No entanto, o atual Presidente da CD, Hugo Motta (Republicanos/PB) optou por recuperar algum tipo de protagonismo no legislativo conjugado com distribuição de afagos e agrados aos representantes de nossas elites. Dentre as medidas de sua estratégia estava a retomada do debate a respeito da Reforma Administrativa. Para tanto, constituiu um Grupo de Trabalho (GT) no interior da Câmara e nomeou como relator do mesmo o seu colega Pedro Paulo (PSD/RJ). O parlamentar carioca é conhecido por suas posições bastante antenadas ao conservadorismo e ligadas com os atores vinculados ao sistema financeiro.
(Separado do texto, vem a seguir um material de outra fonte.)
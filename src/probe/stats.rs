// Copyright (c) 2026 Bountyy Oy. All rights reserved.
// This software is proprietary and confidential.

use parking_lot::Mutex;
use serde::Serialize;
use std::sync::atomic::{AtomicUsize, Ordering};
use std::sync::Arc;
use tokio::sync::watch;
use tracing::debug;

use crate::retry::CallRecorder;

/// Consistent view of the call counters: `ok + errors == total`.
#[derive(Debug, Clone, Copy, Default, PartialEq, Eq, Serialize)]
pub struct CallStats {
    pub total: u64,
    pub errors: u64,
    pub ok: u64,
}

/// Call counters shared by the main loop and API-spec probing.
#[derive(Debug, Default)]
pub struct CallCounters {
    stats: Mutex<CallStats>,
}

impl CallCounters {
    pub fn new() -> Self {
        Self::default()
    }

    pub fn snapshot(&self) -> CallStats {
        *self.stats.lock()
    }
}

impl CallRecorder for CallCounters {
    fn record_success(&self) {
        let mut stats = self.stats.lock();
        stats.total += 1;
        stats.ok += 1;
    }

    fn record_error(&self) {
        let mut stats = self.stats.lock();
        stats.total += 1;
        stats.errors += 1;
    }
}

/// End-of-run totals.
#[derive(Debug, Clone, Copy, Default, PartialEq, Eq, Serialize)]
pub struct ProbeSummary {
    pub total: u64,
    pub failures: u64,
    pub successful: u64,
}

impl From<CallStats> for ProbeSummary {
    fn from(stats: CallStats) -> Self {
        Self {
            total: stats.total,
            failures: stats.errors,
            successful: stats.ok,
        }
    }
}

impl ProbeSummary {
    pub fn warning(&self) -> Option<&'static str> {
        if self.total == 0 {
            Some("no.calls")
        } else if self.successful == 0 {
            Some("no.successful.calls")
        } else {
            None
        }
    }

    /// Calls were made, none succeeded and the run is configured to fail on that.
    pub fn is_failure(&self, exit_on_failure: bool) -> bool {
        exit_on_failure && self.total > 0 && self.successful == 0
    }
}

/// Fires once every registered unit of work has finished.
///
/// Starts with one pending unit owned by the main loop.
#[derive(Debug)]
pub struct CompletionSignal {
    pending: AtomicUsize,
    done_tx: watch::Sender<bool>,
}

impl Default for CompletionSignal {
    fn default() -> Self {
        Self::new()
    }
}

impl CompletionSignal {
    pub fn new() -> Self {
        let (done_tx, _) = watch::channel(false);
        Self {
            pending: AtomicUsize::new(1),
            done_tx,
        }
    }

    /// Register one more unit of work; dropping the guard releases it.
    pub fn track(self: &Arc<Self>) -> PendingWork {
        self.pending.fetch_add(1, Ordering::AcqRel);
        PendingWork {
            signal: self.clone(),
        }
    }

    /// Release one unit. The caller that releases the last unit fires the signal.
    pub fn release(&self) {
        let previous = self.pending.fetch_sub(1, Ordering::AcqRel);
        if previous == 1 {
            debug!("All probe work finished");
            self.done_tx.send_replace(true);
        }
    }

    pub fn pending(&self) -> usize {
        self.pending.load(Ordering::Acquire)
    }

    pub fn is_done(&self) -> bool {
        *self.done_tx.borrow()
    }

    pub async fn wait(&self) {
        let mut done_rx = self.done_tx.subscribe();
        // the sender lives as long as `self`
        let _ = done_rx.wait_for(|done| *done).await;
    }
}

/// A registered unit of work.
#[derive(Debug)]
pub struct PendingWork {
    signal: Arc<CompletionSignal>,
}

impl Drop for PendingWork {
    fn drop(&mut self) {
        self.signal.release();
    }
}

#[cfg(test)]
mod tests {
    use super::*;
    use std::time::Duration;

    #[test]
    fn test_counters_stay_consistent() {
        let counters = CallCounters::new();
        counters.record_error();
        counters.record_error();
        counters.record_success();

        let stats = counters.snapshot();
        assert_eq!(stats, CallStats { total: 3, errors: 2, ok: 1 });
        assert_eq!(stats.ok + stats.errors, stats.total);
    }

    #[test]
    fn test_summary_warnings() {
        let none = ProbeSummary::default();
        assert_eq!(none.warning(), Some("no.calls"));
        assert!(!none.is_failure(true));

        let failed = ProbeSummary { total: 5, failures: 5, successful: 0 };
        assert_eq!(failed.warning(), Some("no.successful.calls"));
        assert!(failed.is_failure(true));
        assert!(!failed.is_failure(false));

        let ok = ProbeSummary { total: 2, failures: 1, successful: 1 };
        assert_eq!(ok.warning(), None);
        assert!(!ok.is_failure(true));
    }

    #[tokio::test]
    async fn test_completion_waits_for_tracked_work() {
        let signal = Arc::new(CompletionSignal::new());
        let work = signal.track();
        assert_eq!(signal.pending(), 2);

        signal.release();
        assert!(!signal.is_done());

        let waiter = {
            let signal = signal.clone();
            tokio::spawn(async move { signal.wait().await })
        };

        drop(work);
        tokio::time::timeout(Duration::from_secs(1), waiter)
            .await
            .unwrap()
            .unwrap();
        assert!(signal.is_done());
    }
}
O resultado foi a apresentação de um conjunto de medidas em uma versão preliminar tratando do tema. O pacote envolve um Projeto de Emenda Constitucional (PEC), um Projeto de Lei Complementar (PLP) e um Projeto de Lei (PL). As intenções iniciais ali presentes são ousadas e apontam para uma recuperação das tentativas anteriores fracassadas de redução da dimensão e das atribuições do Estado. As proposições avançam para reduzir direitos dos servidores e eliminar garantias republicanas, ao criar uma estrutura da administração pública paralela às determinações do Regime Jurídico Único. Isso significa abrir espaço para ingresso de empregados no serviço público sem a estabilidade e com salários mais reduzidos.
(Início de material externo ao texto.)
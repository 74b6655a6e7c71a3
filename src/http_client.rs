// Copyright (c) 2026 Bountyy Oy. All rights reserved.
// This software is proprietary and confidential.

/**
 * Bountyy Oy - Probe Client Factory
 * Protocol family clients with fixed timeouts and relaxed certificate checks
 *
 * @copyright 2026 Bountyy Oy
 * @license Proprietary
 */

use base64::Engine;
use reqwest::header::{HeaderMap, HeaderName, HeaderValue};
use reqwest::{Client, Method};
use std::time::Duration;
use tracing::debug;
use url::Url;

use crate::config::{FastCgiConfig, ProbeCommand, Protocol};
use crate::errors::{CallError, ProbeError, ProbeResult};
use crate::fastcgi::FastCgiTransport;

/// Per-call timeout for every probe client
pub const DEFAULT_TIMEOUT_SECS: u64 = 30;

/// Crawl fetch timeout
pub const CRAWL_TIMEOUT_SECS: u64 = 10;

const POOL_MAX_IDLE_PER_HOST: usize = 10;
const POOL_IDLE_TIMEOUT_SECS: u64 = 30;

/// Maximum response body kept in memory (10MB)
const MAX_BODY_SIZE: usize = 10 * 1024 * 1024;

/// A transport able to execute probe requests.
#[derive(Debug, Clone)]
pub enum ProbeClient {
    Http(Client),
    FastCgi(FastCgiTransport),
}

impl ProbeClient {
    /// Build the HTTP-family client for `protocol`.
    pub fn for_protocol(protocol: Protocol) -> ProbeResult<Self> {
        let client = match protocol {
            Protocol::Http2 | Protocol::Http2c => build_http2_client()?,
            Protocol::Http | Protocol::Https => build_http1_client()?,
            Protocol::Ws | Protocol::Wss => {
                return Err(ProbeError::Client {
                    protocol: protocol.to_string(),
                    reason: "websocket targets use a websocket session".to_string(),
                })
            }
        };

        Ok(ProbeClient::Http(client))
    }

    /// Build a FastCGI transport client.
    pub fn fastcgi(config: &FastCgiConfig) -> Self {
        ProbeClient::FastCgi(FastCgiTransport::from_config(config))
    }

    /// Resolve the client for a command: FastCGI when configured, else by protocol.
    pub fn for_command(cmd: &ProbeCommand, protocol: Protocol) -> ProbeResult<Self> {
        match &cmd.fastcgi {
            Some(fcgi) => {
                debug!("FastCGI transport configured");
                Ok(Self::fastcgi(fcgi))
            }
            None => Self::for_protocol(protocol),
        }
    }

    pub fn is_fastcgi(&self) -> bool {
        matches!(self, ProbeClient::FastCgi(_))
    }

    /// Execute one request. HTTP status codes are not inspected.
    pub async fn execute(&self, request: &ProbeRequest) -> Result<ProbeResponse, CallError> {
        match self {
            ProbeClient::Http(client) => execute_http(client, request).await,
            ProbeClient::FastCgi(transport) => transport.round_trip(request).await,
        }
    }
}

fn build_http1_client() -> ProbeResult<Client> {
    Client::builder()
        .timeout(Duration::from_secs(DEFAULT_TIMEOUT_SECS))
        .danger_accept_invalid_certs(true)
        .pool_max_idle_per_host(POOL_MAX_IDLE_PER_HOST)
        .pool_idle_timeout(Duration::from_secs(POOL_IDLE_TIMEOUT_SECS))
        .tcp_nodelay(true)
        .build()
        .map_err(|e| ProbeError::Client {
            protocol: "http".to_string(),
            reason: e.to_string(),
        })
}

/// HTTP/2 with prior knowledge; TLS for `https` URLs, cleartext h2c for `http` URLs.
fn build_http2_client() -> ProbeResult<Client> {
    Client::builder()
        .timeout(Duration::from_secs(DEFAULT_TIMEOUT_SECS))
        .danger_accept_invalid_certs(true)
        .http2_prior_knowledge()
        .build()
        .map_err(|e| ProbeError::Client {
            protocol: "http2".to_string(),
            reason: e.to_string(),
        })
}

/// Client used by crawlers: 10 s timeout and a cookie store.
pub fn build_crawl_client(protocol: Protocol, user_agent: &str) -> ProbeResult<Client> {
    let timeout = Duration::from_secs(CRAWL_TIMEOUT_SECS);

    let mut builder = Client::builder()
        .timeout(timeout)
        .danger_accept_invalid_certs(true)
        .cookie_store(true)
        .user_agent(user_agent);

    if protocol.is_http2() {
        builder = builder.http2_prior_knowledge();
    }

    builder.build().map_err(|e| ProbeError::Client {
        protocol: protocol.to_string(),
        reason: e.to_string(),
    })
}

/// `scheme://host:port` for a protocol.
pub fn http_addr(protocol: Protocol, host: &str, port: &str) -> String {
    format!("{}://{}:{}", protocol.scheme(), host, port)
}

/// A fully resolved probe request.
#[derive(Debug, Clone, PartialEq)]
pub struct ProbeRequest {
    pub method: Method,
    pub url: Url,
    pub headers: Vec<(String, String)>,
    pub body: Option<Vec<u8>>,
}

impl ProbeRequest {
    pub fn new(method: &str, url: &str) -> ProbeResult<Self> {
        let method = Method::from_bytes(method.as_bytes()).map_err(|e| ProbeError::InvalidRequest {
            target: url.to_string(),
            reason: format!("invalid method '{}': {}", method, e),
        })?;

        let url = Url::parse(url).map_err(|e| ProbeError::InvalidRequest {
            target: url.to_string(),
            reason: e.to_string(),
        })?;

        Ok(Self {
            method,
            url,
            headers: Vec::new(),
            body: None,
        })
    }

    /// Build the request for a probe command against `addr` (`scheme://host:port/resource`).
    pub fn from_command(cmd: &ProbeCommand, addr: &str, body: Option<Vec<u8>>) -> ProbeResult<Self> {
        let mut request = Self::new(&cmd.method, addr)?;

        for line in &cmd.headers {
            match line.split_once(':') {
                Some((name, value)) => request.add_header(name.trim(), value.trim()),
                None => debug!(header = %line, "Ignoring malformed header"),
            }
        }

        if cmd.has_basic_auth() {
            request.set_basic_auth(
                cmd.username.as_deref().unwrap_or_default(),
                cmd.password.as_deref().unwrap_or_default(),
            );
        }

        request.body = body;
        Ok(request)
    }

    pub fn add_header(&mut self, name: &str, value: &str) {
        self.headers.push((name.to_string(), value.to_string()));
    }

    pub fn with_body(mut self, body: Vec<u8>) -> Self {
        self.body = Some(body);
        self
    }

    pub fn set_basic_auth(&mut self, username: &str, password: &str) {
        let token = base64::engine::general_purpose::STANDARD
            .encode(format!("{}:{}", username, password));
        self.headers.retain(|(n, _)| !n.eq_ignore_ascii_case("authorization"));
        self.add_header("Authorization", &format!("Basic {}", token));
    }

    pub fn header(&self, name: &str) -> Option<&str> {
        self.headers
            .iter()
            .find(|(n, _)| n.eq_ignore_ascii_case(name))
            .map(|(_, v)| v.as_str())
    }

    /// Username from a basic `Authorization` header.
    pub fn basic_auth_user(&self) -> Option<String> {
        let value = self.header("authorization")?;
        let encoded = value.strip_prefix("Basic ")?;
        let decoded = base64::engine::general_purpose::STANDARD.decode(encoded).ok()?;
        let decoded = String::from_utf8(decoded).ok()?;
        decoded.split_once(':').map(|(user, _)| user.to_string())
    }

    /// `host:port` of the target.
    pub fn target(&self) -> String {
        match (self.url.host_str(), self.url.port_or_known_default()) {
            (Some(host), Some(port)) => format!("{}:{}", host, port),
            (Some(host), None) => host.to_string(),
            _ => self.url.to_string(),
        }
    }

    fn header_map(&self) -> HeaderMap {
        let mut map = HeaderMap::new();
        for (name, value) in &self.headers {
            match (
                HeaderName::from_bytes(name.as_bytes()),
                HeaderValue::from_str(value),
            ) {
                (Ok(name), Ok(value)) => {
                    map.append(name, value);
                }
                _ => debug!(header = %name, "Skipping invalid header"),
            }
        }
        map
    }
}

/// What the probe keeps from a response.
#[derive(Debug, Clone, Default, PartialEq)]
pub struct ProbeResponse {
    pub status: u16,
    pub content_type: Option<String>,
    pub body: Vec<u8>,
}

impl ProbeResponse {
    pub fn text(&self) -> String {
        String::from_utf8_lossy(&self.body).into_owned()
    }
}

async fn execute_http(client: &Client, request: &ProbeRequest) -> Result<ProbeResponse, CallError> {
    let target = request.url.as_str();

    let mut builder = client
        .request(request.method.clone(), request.url.clone())
        .headers(request.header_map());

    if let Some(body) = &request.body {
        builder = builder.body(body.clone());
    }

    let response = builder
        .send()
        .await
        .map_err(|e| CallError::from_reqwest(target, &e))?;

    let status = response.status().as_u16();
    let content_type = response
        .headers()
        .get(reqwest::header::CONTENT_TYPE)
        .and_then(|v| v.to_str().ok())
        .map(|s| s.to_string());

    let body = read_body_capped(response, MAX_BODY_SIZE, target).await;

    Ok(ProbeResponse {
        status,
        content_type,
        body,
    })
}

/// Keep at most `limit` body bytes and drain the rest. Body read failures do
/// not fail the call.
async fn read_body_capped(mut response: reqwest::Response, limit: usize, target: &str) -> Vec<u8> {
    let mut body = Vec::new();
    let mut discarded = 0usize;

    loop {
        match response.chunk().await {
            Ok(Some(chunk)) => {
                let room = limit.saturating_sub(body.len());
                let keep = room.min(chunk.len());
                body.extend_from_slice(&chunk[..keep]);
                discarded += chunk.len() - keep;
            }
            Ok(None) => break,
            Err(e) => {
                debug!(target = %target, error = %e, "Failed to drain response body");
                break;
            }
        }
    }

    if discarded > 0 {
        debug!(target = %target, kept = body.len(), discarded, "Response body truncated");
    }

    body
}
// Copyright (c) 2026 Bountyy Oy. All rights reserved.
// This software is proprietary and confidential.

use serde_json::Value;

/// Operation keys of a path item, in enumeration order.
pub const PATH_OPERATIONS: &[&str] = &[
    "connect", "delete", "get", "head", "options", "patch", "post", "put", "trace",
];

#[derive(Debug, Clone, Copy, PartialEq, Eq)]
pub enum SpecVersion {
    OpenApi3,
    /// Swagger 2.0, converted into the OpenAPI 3 shape at load time
    Swagger2,
}

/// API document in the OpenAPI 3 shape
#[derive(Debug, Clone, PartialEq)]
pub struct ApiSpec {
    pub version: SpecVersion,
    pub title: String,
    pub servers: Vec<ServerInfo>,
    pub paths: Vec<PathEntry>,
}

impl ApiSpec {
    pub fn operation_count(&self) -> usize {
        self.paths.iter().map(|p| p.operations.len()).sum()
    }
}

#[derive(Debug, Clone, PartialEq)]
pub struct ServerInfo {
    pub url: String,
    pub variables: Vec<(String, ServerVariable)>,
}

#[derive(Debug, Clone, Default, PartialEq)]
pub struct ServerVariable {
    pub default: Option<String>,
    pub enum_values: Vec<String>,
}

#[derive(Debug, Clone, PartialEq)]
pub struct PathEntry {
    pub path: String,
    /// Parameters shared by every operation of the path
    pub parameters: Vec<ParamSpec>,
    pub operations: Vec<OperationSpec>,
}

#[derive(Debug, Clone, PartialEq)]
pub struct OperationSpec {
    /// Lower-case operation key (`get`, `post`, ...)
    pub method: String,
    pub operation_id: Option<String>,
    pub parameters: Vec<ParamSpec>,
    pub request_body: Option<BodySpec>,
}

#[derive(Debug, Clone, PartialEq)]
pub struct ParamSpec {
    pub name: String,
    /// `path`, `query`, `header` or `cookie`
    pub location: String,
    pub required: bool,
    pub schema: Option<SchemaSpec>,
}

impl ParamSpec {
    pub fn new(name: &str, location: &str, schema: Option<SchemaSpec>) -> Self {
        Self {
            name: name.to_string(),
            location: location.to_string(),
            required: location == "path",
            schema,
        }
    }

    pub fn key(&self) -> (&str, &str) {
        (self.location.as_str(), self.name.as_str())
    }
}

/// Request body media types in declaration order.
#[derive(Debug, Clone, Default, PartialEq)]
pub struct BodySpec {
    pub content: Vec<(String, Option<SchemaSpec>)>,
}

impl BodySpec {
    pub fn media_type(&self, content_type: &str) -> Option<&Option<SchemaSpec>> {
        self.content
            .iter()
            .find(|(ct, _)| ct == content_type)
            .map(|(_, schema)| schema)
    }
}

/// The subset of a JSON schema needed to synthesize sample values.
#[derive(Debug, Clone, Default, PartialEq)]
pub struct SchemaSpec {
    pub schema_type: Option<String>,
    pub enum_values: Vec<Value>,
    pub items: Option<Box<SchemaSpec>>,
    /// Declared order; `None` marks a property whose schema could not be resolved
    pub properties: Vec<(String, Option<SchemaSpec>)>,
}

impl SchemaSpec {
    pub fn of_type(schema_type: &str) -> Self {
        Self {
            schema_type: Some(schema_type.to_string()),
            ..Self::default()
        }
    }

    pub fn array_of(items: SchemaSpec) -> Self {
        Self {
            schema_type: Some("array".to_string()),
            items: Some(Box::new(items)),
            ..Self::default()
        }
    }

    pub fn object_with(properties: Vec<(&str, SchemaSpec)>) -> Self {
        Self {
            schema_type: Some("object".to_string()),
            properties: properties
                .into_iter()
                .map(|(name, schema)| (name.to_string(), Some(schema)))
                .collect(),
            ..Self::default()
        }
    }

    pub fn is_type(&self, schema_type: &str) -> bool {
        self.schema_type.as_deref() == Some(schema_type)
    }
}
RETROCESSO DO MOMENTO: REFORMA ADMINISTRATIVA
Por outro lado, as medidas definem a necessidade de adaptação de Estados e Municípios a um novo ordenamento de austeridade fiscal, com foco nas despesas primárias e com pessoal. Para facilitar a aceitação das mudanças, os documentos buscam se apresentar sob uma roupagem pretensamente moderna e sofisticada. O GT focou a reforma em 4 eixos:
- “Estratégia, governança e gestão”, com foco no planejamento estratégico, no acordo de resultados e na criação de um bônus por desempenho opcional, mantida a diligência com as contas públicas por meio de revisão de gastos;
- “Transformação digital”, para modernização da máquina pública e digitalização plena de processos e serviços;
- “Profissionalização do serviço público”, com foco no planejamento da força de trabalho, na ampliação dos níveis de progressão da carreira, no remodelamento do estágio probatório, na adesão de municípios e estados ao Concurso Nacional Unificado (CNU) e na implantação de uma tabela remuneratória única; e
- “Extinção dos privilégios”, para enfrentamento das desigualdades e excessos no serviço público.
No entanto, os aspectos mais essenciais das mudanças podem ser identificados nas próprias palavras do coordenador do colegiado:
(…) “Não é uma reforma para quatro anos, é uma reforma de Estado pensada para o presente e para as futuras gerações, independentemente de quem esteja à frente do governo” (…) [GN]
Como de pode depreender, o objetivo é estabelecer um novo retrocesso no desenho político-institucional do Estado brasileiro, buscando recuperar as propostas que estiveram em pauta em todas as mudanças levadas a cabo desde a aprovação da Constituição em 1988. Cabe às forças progressistas – alinhadas com uma visão apoiada no desenvolvimento econômico, social e ambiental – articular, mais uma vez, um amplo movimento para evitar mais esta tentativa de ataque originada no campo conservador e neoliberal.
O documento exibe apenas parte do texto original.